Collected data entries
------------------------------------------------------------
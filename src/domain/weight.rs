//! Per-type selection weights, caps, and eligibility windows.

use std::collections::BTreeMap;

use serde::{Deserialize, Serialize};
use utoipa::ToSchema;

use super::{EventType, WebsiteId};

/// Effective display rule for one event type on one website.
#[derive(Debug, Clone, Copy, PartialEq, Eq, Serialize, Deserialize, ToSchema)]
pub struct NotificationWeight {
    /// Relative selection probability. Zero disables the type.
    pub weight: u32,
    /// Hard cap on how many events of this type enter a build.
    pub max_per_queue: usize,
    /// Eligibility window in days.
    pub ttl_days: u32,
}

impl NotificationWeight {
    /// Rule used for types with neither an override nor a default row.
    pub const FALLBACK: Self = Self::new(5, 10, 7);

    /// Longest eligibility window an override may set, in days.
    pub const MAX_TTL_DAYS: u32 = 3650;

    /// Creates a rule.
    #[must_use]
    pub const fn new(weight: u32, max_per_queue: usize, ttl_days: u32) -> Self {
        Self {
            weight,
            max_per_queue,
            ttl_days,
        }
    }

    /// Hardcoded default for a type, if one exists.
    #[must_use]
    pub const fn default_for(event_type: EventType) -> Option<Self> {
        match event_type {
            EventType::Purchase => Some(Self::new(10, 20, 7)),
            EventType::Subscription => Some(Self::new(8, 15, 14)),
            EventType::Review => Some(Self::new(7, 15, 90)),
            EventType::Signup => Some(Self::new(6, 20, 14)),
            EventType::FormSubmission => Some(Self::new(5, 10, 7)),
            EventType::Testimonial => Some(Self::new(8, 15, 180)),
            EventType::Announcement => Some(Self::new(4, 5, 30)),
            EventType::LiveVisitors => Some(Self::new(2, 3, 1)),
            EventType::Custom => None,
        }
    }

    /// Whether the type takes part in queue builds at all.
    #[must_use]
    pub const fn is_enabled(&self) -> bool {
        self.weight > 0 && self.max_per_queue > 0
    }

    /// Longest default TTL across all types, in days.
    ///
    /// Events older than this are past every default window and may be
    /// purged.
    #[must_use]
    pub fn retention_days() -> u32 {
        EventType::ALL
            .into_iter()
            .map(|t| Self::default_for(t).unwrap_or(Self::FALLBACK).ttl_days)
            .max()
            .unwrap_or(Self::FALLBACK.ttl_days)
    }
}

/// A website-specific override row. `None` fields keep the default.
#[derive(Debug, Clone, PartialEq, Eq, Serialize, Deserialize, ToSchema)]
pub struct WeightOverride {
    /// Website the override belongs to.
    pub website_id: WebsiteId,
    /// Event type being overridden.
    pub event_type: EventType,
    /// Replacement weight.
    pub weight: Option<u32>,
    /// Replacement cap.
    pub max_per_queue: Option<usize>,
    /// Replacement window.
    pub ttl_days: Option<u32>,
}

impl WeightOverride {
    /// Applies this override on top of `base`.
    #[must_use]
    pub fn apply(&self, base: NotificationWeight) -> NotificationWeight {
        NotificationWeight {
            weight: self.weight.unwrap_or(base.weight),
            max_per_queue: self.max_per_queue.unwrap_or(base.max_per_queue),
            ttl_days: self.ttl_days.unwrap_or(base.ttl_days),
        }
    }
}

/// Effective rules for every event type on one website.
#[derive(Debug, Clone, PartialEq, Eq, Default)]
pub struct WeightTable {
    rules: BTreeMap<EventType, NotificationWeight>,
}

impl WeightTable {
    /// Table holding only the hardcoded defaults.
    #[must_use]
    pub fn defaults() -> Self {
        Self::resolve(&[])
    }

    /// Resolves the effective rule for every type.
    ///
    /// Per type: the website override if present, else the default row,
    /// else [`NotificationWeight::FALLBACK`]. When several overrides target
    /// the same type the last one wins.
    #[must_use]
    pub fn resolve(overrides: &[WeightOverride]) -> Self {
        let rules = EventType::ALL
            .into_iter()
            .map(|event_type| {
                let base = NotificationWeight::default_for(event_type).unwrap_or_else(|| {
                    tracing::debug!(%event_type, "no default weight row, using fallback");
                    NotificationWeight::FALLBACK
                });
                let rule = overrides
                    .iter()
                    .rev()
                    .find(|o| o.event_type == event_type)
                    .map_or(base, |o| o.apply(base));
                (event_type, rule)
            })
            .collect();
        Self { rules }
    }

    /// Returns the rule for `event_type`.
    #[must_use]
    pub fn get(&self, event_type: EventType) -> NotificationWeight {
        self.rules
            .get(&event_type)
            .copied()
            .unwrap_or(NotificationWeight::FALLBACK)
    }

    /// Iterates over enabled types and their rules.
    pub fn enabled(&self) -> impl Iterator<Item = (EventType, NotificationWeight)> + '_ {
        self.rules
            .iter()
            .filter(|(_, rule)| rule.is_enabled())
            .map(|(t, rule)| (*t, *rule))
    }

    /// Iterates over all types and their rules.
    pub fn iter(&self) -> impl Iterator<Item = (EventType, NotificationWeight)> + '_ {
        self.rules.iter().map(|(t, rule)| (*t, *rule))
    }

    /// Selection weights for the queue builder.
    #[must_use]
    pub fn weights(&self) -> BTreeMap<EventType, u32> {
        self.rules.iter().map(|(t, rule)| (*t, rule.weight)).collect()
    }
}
------------------------------------------------------------
Write out the records above exactly, from the opening line to the line with "one event type on one website.", including both, with nothing added.

§ **Response to the exercise**:
filename src/domain/weight.rs
//! Per-type selection weights, caps, and eligibility windows.

use std::collections::BTreeMap;

use serde::{Deserialize, Serialize};
use utoipa::ToSchema;

use super::{EventType, WebsiteId};

/// Effective display rule for one event type on one website.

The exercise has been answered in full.